Nenhuma preocupação com os pobres, nenhuma fome de justiça, nenhuma entrega à
oração. Nada disso exige que se cumpra o fundamental: amar o próximo como a si
mesmo. O que, nessa conjuntura, se traduz em solidariedade aos que padecem
doenças, fome, falta de recursos mínimos para saldar contas triviais.
Abraçar o
caminho de Jesus é ver no próximo a face de Cristo, sobretudo naqueles com quem
ele se identificou: "tive fome... tive sede... fui oprimido..." (Mateus 25,31).
Que transtorno! Então terei de encarar essa criança de rua que estraga a
paisagem da janela do meu carro como se visse o Menino Jesus? Terei de consolar
familiares de pessoas doentes e pagar o salário da faxineira ainda que ela não
venha trabalhar devido à pandemia?
Heloisa
Vinhas, brasileira de 23 anos que tentava vida melhor nos EUA, em março de
1996, ao atravessar uma rua de Los Angeles, foi atropelada pelo carro de uma
motorista irresponsável, que fugiu sem prestar socorro. Atirada no asfalto da
via preferencial, Heloísa corria o risco de ser morta por outros veículos.
Porém, um jovem e famoso ator, Tom Cruise, que passava pelo local, manobrou seu
Porsche de modo a proteger o corpo da moça e chamou a equipe de socorro. Em
seguida, acompanhou Heloísa ao hospital e disse ao enfermeiro Jeffrey Furrows:
"Sou Tom Cruise e quero que esta mulher receba o melhor tratamento
possível. Eu pago a conta." A estimativa ultrapassava 20 mil dólares. Dias
depois, ele retornou para visitar Heloísa.
Tom
Cruise jamais deve ter imaginado que, um dia, faria o papel, na vida real, de
um dos mais destacados personagens bíblicos: o bom samaritano. Conta Jesus, no
capítulo 10 do evangelho de Lucas (versículos 25 a 37), que "um homem ia
descendo de Jerusalém para Jericó e caiu nas mãos dos assaltantes, que lhe
arrancaram tudo e o espancaram. Depois foram embora e o deixaram quase morto.
(...) Um samaritano, que estava viajando, chegou perto dele e teve compaixão.

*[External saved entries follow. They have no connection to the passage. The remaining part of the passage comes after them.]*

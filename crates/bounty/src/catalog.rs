//! # Catalogs
//!
//! A catalog is one configuration generation: the default rule book, the
//! preset books selected per world or preset name, and the global reward
//! multiplier. Catalogs are immutable once published and shared by `Arc`.

use std::sync::Arc;

use bounty_core::RuleStore;
use bounty_domains::{ItemQuery, MobQuery, PlayerQuery, PotionQuery, PresetQuery};
use bounty_economy::Reward;

use crate::book::RuleBook;
use crate::trigger::Trigger;

/// One configuration generation.
#[derive(Clone, Debug)]
pub struct Catalog {
    default: Arc<RuleBook>,
    presets: RuleStore<PresetQuery, Arc<RuleBook>>,
    multiplier: f64,
    generation: u64,
}

impl Default for Catalog {
    fn default() -> Self {
        Self::new(RuleBook::default())
    }
}

impl Catalog {
    /// Creates a catalog with only a default book.
    #[must_use]
    pub fn new(default: RuleBook) -> Self {
        Self {
            default: Arc::new(default),
            presets: RuleStore::new(),
            multiplier: 1.0,
            generation: 0,
        }
    }

    /// Adds a preset book. Later presets win ties.
    #[must_use]
    pub fn with_preset(mut self, selector: PresetQuery, book: RuleBook) -> Self {
        self.presets.insert(selector, Arc::new(book));
        self
    }

    /// Sets the multiplier applied to every reward.
    #[must_use]
    pub const fn with_multiplier(mut self, multiplier: f64) -> Self {
        self.multiplier = multiplier;
        self
    }

    pub(crate) const fn with_generation(mut self, generation: u64) -> Self {
        self.generation = generation;
        self
    }

    /// Generation number, assigned when the catalog is published.
    #[inline]
    #[must_use]
    pub const fn generation(&self) -> u64 {
        self.generation
    }

    /// Global reward multiplier.
    #[inline]
    #[must_use]
    pub const fn multiplier(&self) -> f64 {
        self.multiplier
    }

    /// The book used when no preset matches.
    #[inline]
    #[must_use]
    pub fn default_book(&self) -> &RuleBook {
        &self.default
    }

    /// Number of preset books.
    #[inline]
    #[must_use]
    pub fn preset_count(&self) -> usize {
        self.presets.len()
    }

    /// Preset books with their selectors, in load order.
    pub fn presets(&self) -> impl Iterator<Item = (&PresetQuery, &RuleBook)> + '_ {
        self.presets.iter().map(|(_, selector, book)| (selector, book.as_ref()))
    }

    /// The most specific preset book for `selector`, or the default book.
    #[must_use]
    pub fn book_for(&self, selector: &PresetQuery) -> &RuleBook {
        self.presets
            .resolve(selector)
            .map_or(&self.default, |book| book)
    }

    /// Effective reward for an item event, global multiplier applied.
    #[must_use]
    pub fn reward_for_item(
        &self,
        selector: &PresetQuery,
        trigger: Trigger,
        query: &ItemQuery,
    ) -> Option<Reward> {
        self.scale(self.book_for(selector).reward_for_item(trigger, query))
    }

    /// Effective reward for a brewed potion, global multiplier applied.
    #[must_use]
    pub fn reward_for_potion(&self, selector: &PresetQuery, query: &PotionQuery) -> Option<Reward> {
        self.scale(self.book_for(selector).reward_for_potion(query))
    }

    /// Effective reward for a mob kill, global multiplier applied.
    #[must_use]
    pub fn reward_for_mob(&self, selector: &PresetQuery, query: &MobQuery) -> Option<Reward> {
        self.scale(self.book_for(selector).reward_for_mob(query))
    }

    /// Effective reward for a player death, global multiplier applied.
    #[must_use]
    pub fn reward_for_player(&self, selector: &PresetQuery, query: &PlayerQuery) -> Option<Reward> {
        self.scale(self.book_for(selector).reward_for_player(query))
    }

    /// Number of rules over the default and every preset book.
    #[must_use]
    pub fn rule_count(&self) -> usize {
        self.default.rule_count() + self.presets().map(|(_, book)| book.rule_count()).sum::<usize>()
    }

    #[allow(clippy::float_cmp)]
    fn scale(&self, reward: Option<Reward>) -> Option<Reward> {
        reward.map(|reward| {
            if self.multiplier == 1.0 {
                reward
            } else {
                reward.scaled(self.multiplier).normalized()
            }
        })
    }
}
//! # Rule Engine
//!
//! **Publishes catalog generations to lock-free readers.**
//!
//! ```text
//!   readers:  snapshot() -> Arc<Catalog>   (atomic load, never blocks)
//!   writer:   reload(build) -> lock -> build next -> swap -> unlock
//! ```
//!
//! A reader keeps the generation it loaded for as long as it holds the
//! `Arc`, even while a newer one is published. A failed build leaves the
//! current generation in place.

use std::path::Path;
use std::sync::Arc;

use arc_swap::ArcSwap;
use bounty_domains::Registries;
use parking_lot::Mutex;

use crate::catalog::Catalog;
use crate::error::{ConfigResult, ConfigWarning};
use crate::loader::RuleLoader;

/// Holder of the current catalog generation.
#[derive(Debug)]
pub struct RuleEngine {
    current: ArcSwap<Catalog>,
    /// Serializes publishers. Readers never touch it.
    writer: Mutex<()>,
}

impl Default for RuleEngine {
    fn default() -> Self {
        Self::new(Catalog::default())
    }
}

impl RuleEngine {
    /// Creates an engine publishing `catalog` as generation 1.
    #[must_use]
    pub fn new(catalog: Catalog) -> Self {
        Self {
            current: ArcSwap::from_pointee(catalog.with_generation(1)),
            writer: Mutex::new(()),
        }
    }

    /// Loads an engine config and creates an engine for it.
    ///
    /// # Errors
    ///
    /// Fails if the configuration does not load.
    pub fn load(config_path: &Path, registries: &Registries) -> ConfigResult<(Self, Vec<ConfigWarning>)> {
        let mut loader = RuleLoader::new(registries);
        let catalog = loader.load_catalog(config_path)?;
        Ok((Self::new(catalog), loader.take_warnings()))
    }

    /// The current generation. Lookups should load once per event and use
    /// that snapshot throughout.
    #[inline]
    #[must_use]
    pub fn snapshot(&self) -> Arc<Catalog> {
        self.current.load_full()
    }

    /// Generation number currently published.
    #[must_use]
    pub fn generation(&self) -> u64 {
        self.current.load().generation()
    }

    /// Publishes `catalog` as the next generation and returns its number.
    pub fn publish(&self, catalog: Catalog) -> u64 {
        let _writer = self.writer.lock();
        self.publish_locked(catalog)
    }

    /// Builds the next generation from the current one and publishes it.
    ///
    /// Writers are serialized, so `build` always sees the latest generation.
    ///
    /// # Errors
    ///
    /// Returns the build error; the current generation stays published.
    pub fn reload<F>(&self, build: F) -> ConfigResult<u64>
    where
        F: FnOnce(&Catalog) -> ConfigResult<Catalog>,
    {
        let _writer = self.writer.lock();
        let current = self.current.load_full();
        match build(&current) {
            Ok(next) => Ok(self.publish_locked(next)),
            Err(error) => {
                tracing::error!(
                    %error,
                    generation = current.generation(),
                    "reload failed, keeping current generation"
                );
                Err(error)
            }
        }
    }

    /// Reloads from an engine config file.
    ///
    /// # Errors
    ///
    /// As [`RuleEngine::reload`].
    pub fn reload_from(&self, config_path: &Path, registries: &Registries) -> ConfigResult<Vec<ConfigWarning>> {
        let mut loader = RuleLoader::new(registries);
        self.reload(|_| loader.load_catalog(config_path))?;
        Ok(loader.take_warnings())
    }

    fn publish_locked(&self, catalog: Catalog) -> u64 {
        let generation = self.current.load().generation() + 1;
        let rules = catalog.rule_count();
        self.current.store(Arc::new(catalog.with_generation(generation)));
        tracing::info!(generation, rules, "catalog published");
        generation
    }
}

Aproximou-se, fez curativos, derramou óleo e vinho nas feridas. Depois colocou
o homem em seu próprio animal e o levou a uma pensão, onde cuidou dele. No dia
seguinte, pegou duas moedas de prata e as entregou ao dono da pensão,
recomendando: "Tome conta dele. Quando eu voltar, pagarei o que tiver
gasto a mais."
Como
imitar Tom Cruise e o bom samaritano se perdemos a compaixão e a solidariedade?
Preferimos Jesus espetado no crucifixo da parede. Na vida real, ele e o bom
samaritano questionam nossas fantasias egocêntricas.
Infelizmente,
muitos de nós ainda pensam assim: “É Páscoa, mas não passo. Fico na minha.
Entregue ao ócio dos feriados. Se possível, vendo na TV um filme estrelado por
Tom Cruise. E não me peçam que pare o carro caso encontre um acidentado na
estrada. Sujaria tapetes e bancos, impressionaria as crianças, atrasaria a
viagem. Exceto se a fatalidade fizer com que o acidentado seja eu.”
Frei Betto é escritor, autor de “Diário de
quarentena – 90 dias em fragmentos evocativos” (Rocco), entre outros livros.